# Prompt
Your answer should be one number: how many lines below have the word "AddressChangeEvent".

# Information supplied

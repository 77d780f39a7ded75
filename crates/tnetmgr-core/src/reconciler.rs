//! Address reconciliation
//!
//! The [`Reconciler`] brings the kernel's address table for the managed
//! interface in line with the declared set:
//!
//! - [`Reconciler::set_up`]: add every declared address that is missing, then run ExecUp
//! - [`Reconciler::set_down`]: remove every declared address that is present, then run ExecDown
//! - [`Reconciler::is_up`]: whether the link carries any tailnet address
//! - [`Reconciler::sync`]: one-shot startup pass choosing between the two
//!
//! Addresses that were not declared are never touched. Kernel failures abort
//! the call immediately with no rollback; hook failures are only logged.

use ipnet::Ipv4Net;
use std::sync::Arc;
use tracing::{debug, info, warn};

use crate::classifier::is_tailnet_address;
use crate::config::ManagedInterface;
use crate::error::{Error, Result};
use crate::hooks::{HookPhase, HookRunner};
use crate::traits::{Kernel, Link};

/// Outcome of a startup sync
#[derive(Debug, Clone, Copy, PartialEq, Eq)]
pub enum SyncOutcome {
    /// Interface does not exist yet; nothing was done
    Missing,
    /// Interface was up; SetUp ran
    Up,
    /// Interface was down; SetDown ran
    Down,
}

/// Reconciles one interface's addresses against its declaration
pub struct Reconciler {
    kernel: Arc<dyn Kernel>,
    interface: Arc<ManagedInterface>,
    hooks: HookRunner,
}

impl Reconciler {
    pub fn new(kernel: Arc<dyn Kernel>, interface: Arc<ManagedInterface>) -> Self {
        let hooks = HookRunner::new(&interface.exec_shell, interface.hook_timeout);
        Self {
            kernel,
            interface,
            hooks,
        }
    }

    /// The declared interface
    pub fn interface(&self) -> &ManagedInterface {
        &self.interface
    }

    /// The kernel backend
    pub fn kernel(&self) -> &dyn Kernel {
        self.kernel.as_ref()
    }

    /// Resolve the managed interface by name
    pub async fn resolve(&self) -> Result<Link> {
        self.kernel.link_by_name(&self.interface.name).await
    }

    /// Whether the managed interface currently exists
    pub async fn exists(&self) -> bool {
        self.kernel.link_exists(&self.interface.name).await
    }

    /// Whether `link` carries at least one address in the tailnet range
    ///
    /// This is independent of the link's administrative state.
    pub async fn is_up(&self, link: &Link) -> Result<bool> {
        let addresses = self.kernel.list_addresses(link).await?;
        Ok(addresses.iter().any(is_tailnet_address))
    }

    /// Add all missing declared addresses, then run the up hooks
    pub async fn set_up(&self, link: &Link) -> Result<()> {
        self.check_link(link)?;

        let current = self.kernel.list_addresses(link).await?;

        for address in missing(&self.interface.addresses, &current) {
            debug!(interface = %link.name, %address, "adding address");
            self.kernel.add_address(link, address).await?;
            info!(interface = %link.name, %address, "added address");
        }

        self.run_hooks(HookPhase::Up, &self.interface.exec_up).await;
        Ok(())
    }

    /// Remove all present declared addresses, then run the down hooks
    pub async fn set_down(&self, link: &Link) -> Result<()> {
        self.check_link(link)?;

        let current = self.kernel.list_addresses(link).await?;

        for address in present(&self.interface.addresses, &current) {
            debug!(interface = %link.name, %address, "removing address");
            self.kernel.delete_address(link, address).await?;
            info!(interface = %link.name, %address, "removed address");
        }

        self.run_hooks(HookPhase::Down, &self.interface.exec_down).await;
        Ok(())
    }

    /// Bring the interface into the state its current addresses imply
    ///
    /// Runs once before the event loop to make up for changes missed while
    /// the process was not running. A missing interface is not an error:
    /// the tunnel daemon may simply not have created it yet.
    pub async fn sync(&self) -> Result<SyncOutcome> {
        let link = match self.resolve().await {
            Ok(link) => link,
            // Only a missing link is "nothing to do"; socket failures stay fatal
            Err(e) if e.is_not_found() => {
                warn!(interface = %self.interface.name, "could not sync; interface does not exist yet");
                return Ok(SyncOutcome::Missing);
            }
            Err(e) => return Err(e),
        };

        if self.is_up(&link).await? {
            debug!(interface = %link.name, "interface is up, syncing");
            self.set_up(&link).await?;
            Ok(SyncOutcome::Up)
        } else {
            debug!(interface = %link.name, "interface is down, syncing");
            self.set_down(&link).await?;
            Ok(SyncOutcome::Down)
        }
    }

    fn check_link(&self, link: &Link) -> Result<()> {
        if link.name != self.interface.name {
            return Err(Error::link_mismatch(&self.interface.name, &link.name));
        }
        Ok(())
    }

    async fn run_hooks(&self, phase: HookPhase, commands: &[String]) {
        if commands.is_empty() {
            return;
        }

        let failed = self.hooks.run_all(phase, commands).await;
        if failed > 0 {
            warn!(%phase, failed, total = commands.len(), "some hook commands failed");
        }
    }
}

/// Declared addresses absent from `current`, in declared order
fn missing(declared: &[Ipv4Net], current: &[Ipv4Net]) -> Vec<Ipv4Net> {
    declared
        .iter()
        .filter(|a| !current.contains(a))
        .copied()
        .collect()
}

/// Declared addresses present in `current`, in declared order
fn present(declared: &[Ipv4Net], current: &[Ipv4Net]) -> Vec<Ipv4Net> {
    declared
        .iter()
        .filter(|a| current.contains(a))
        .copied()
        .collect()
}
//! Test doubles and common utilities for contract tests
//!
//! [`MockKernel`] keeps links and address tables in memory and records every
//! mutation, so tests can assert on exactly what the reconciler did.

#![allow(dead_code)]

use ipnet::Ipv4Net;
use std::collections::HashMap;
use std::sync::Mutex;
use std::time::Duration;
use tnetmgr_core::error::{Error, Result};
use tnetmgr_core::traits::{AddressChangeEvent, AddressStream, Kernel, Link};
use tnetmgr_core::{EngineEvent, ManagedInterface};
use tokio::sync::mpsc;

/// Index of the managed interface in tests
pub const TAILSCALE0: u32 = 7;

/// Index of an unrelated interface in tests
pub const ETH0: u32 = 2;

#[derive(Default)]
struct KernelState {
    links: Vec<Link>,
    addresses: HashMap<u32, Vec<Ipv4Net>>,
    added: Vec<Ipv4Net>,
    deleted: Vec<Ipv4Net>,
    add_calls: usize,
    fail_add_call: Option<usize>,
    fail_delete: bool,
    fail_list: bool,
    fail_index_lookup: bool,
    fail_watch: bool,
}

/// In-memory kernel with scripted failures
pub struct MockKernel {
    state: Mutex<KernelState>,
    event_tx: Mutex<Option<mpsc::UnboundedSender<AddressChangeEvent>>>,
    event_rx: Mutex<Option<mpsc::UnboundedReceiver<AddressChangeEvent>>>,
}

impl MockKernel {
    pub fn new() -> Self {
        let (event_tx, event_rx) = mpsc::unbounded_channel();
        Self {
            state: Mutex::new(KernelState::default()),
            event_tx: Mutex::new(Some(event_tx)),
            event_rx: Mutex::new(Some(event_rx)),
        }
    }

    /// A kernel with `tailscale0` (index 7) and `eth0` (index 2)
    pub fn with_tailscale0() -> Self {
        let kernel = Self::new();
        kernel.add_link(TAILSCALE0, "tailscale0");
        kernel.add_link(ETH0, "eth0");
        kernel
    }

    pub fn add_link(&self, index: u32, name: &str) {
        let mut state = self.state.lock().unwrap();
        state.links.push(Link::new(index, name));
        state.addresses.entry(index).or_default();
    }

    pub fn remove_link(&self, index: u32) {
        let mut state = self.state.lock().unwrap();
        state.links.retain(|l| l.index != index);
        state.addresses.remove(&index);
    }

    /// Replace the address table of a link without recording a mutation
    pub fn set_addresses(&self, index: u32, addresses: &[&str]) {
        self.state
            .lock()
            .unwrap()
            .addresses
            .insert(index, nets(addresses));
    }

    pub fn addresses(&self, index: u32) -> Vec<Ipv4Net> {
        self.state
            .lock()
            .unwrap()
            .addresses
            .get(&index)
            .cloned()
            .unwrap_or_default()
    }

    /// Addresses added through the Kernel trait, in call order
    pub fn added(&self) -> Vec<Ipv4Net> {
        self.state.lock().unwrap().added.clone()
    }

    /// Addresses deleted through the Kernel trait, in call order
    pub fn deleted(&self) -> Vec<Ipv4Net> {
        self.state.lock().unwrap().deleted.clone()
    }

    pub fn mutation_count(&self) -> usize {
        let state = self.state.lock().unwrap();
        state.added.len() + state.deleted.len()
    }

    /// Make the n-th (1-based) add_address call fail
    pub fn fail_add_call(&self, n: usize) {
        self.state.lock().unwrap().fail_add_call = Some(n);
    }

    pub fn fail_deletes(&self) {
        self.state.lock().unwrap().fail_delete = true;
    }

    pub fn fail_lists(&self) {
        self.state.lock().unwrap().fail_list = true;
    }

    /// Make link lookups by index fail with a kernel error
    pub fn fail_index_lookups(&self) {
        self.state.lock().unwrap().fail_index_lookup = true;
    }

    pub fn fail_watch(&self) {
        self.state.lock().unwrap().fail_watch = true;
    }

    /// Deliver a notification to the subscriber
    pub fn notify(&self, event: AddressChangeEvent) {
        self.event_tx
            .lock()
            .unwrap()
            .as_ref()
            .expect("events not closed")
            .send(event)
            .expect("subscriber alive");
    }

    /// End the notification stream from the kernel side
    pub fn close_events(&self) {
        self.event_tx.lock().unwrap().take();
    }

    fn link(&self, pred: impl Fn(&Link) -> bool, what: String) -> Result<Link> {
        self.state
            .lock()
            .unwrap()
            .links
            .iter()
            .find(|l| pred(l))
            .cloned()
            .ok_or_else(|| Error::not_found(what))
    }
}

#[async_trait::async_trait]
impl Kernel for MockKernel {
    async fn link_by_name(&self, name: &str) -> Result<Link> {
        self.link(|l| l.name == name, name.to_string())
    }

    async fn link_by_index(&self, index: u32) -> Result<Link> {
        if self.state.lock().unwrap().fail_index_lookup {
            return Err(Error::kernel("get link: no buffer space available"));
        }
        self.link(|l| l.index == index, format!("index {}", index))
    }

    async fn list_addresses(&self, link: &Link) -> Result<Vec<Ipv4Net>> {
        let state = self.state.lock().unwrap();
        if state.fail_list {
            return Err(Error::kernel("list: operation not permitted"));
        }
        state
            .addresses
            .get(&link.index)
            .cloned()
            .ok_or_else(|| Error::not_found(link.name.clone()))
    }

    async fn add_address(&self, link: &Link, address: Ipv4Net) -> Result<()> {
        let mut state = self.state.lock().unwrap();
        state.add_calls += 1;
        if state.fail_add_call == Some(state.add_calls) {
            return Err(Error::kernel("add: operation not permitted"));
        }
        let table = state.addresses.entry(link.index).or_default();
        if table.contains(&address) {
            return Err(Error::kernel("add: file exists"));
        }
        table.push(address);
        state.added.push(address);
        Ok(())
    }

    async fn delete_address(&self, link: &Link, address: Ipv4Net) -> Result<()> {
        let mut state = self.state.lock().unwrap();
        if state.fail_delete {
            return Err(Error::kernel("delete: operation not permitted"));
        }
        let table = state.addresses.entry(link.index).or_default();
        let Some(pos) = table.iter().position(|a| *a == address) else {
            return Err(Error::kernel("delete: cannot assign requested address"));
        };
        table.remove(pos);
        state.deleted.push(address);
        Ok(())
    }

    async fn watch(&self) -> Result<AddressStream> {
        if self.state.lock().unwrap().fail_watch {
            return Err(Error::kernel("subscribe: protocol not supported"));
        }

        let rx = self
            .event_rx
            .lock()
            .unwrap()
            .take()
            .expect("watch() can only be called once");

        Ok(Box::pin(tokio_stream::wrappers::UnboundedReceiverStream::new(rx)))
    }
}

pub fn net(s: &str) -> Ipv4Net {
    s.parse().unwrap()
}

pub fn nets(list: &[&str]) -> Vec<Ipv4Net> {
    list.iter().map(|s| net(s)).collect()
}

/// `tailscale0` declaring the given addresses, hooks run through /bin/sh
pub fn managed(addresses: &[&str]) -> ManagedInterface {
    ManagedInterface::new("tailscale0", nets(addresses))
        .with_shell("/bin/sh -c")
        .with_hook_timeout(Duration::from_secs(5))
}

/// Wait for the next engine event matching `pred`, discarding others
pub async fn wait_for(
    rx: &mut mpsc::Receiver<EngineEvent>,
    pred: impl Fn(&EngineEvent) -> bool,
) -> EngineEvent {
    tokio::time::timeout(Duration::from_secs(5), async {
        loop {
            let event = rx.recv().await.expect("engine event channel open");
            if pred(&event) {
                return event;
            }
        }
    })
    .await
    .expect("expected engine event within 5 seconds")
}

# Result of this exercise
4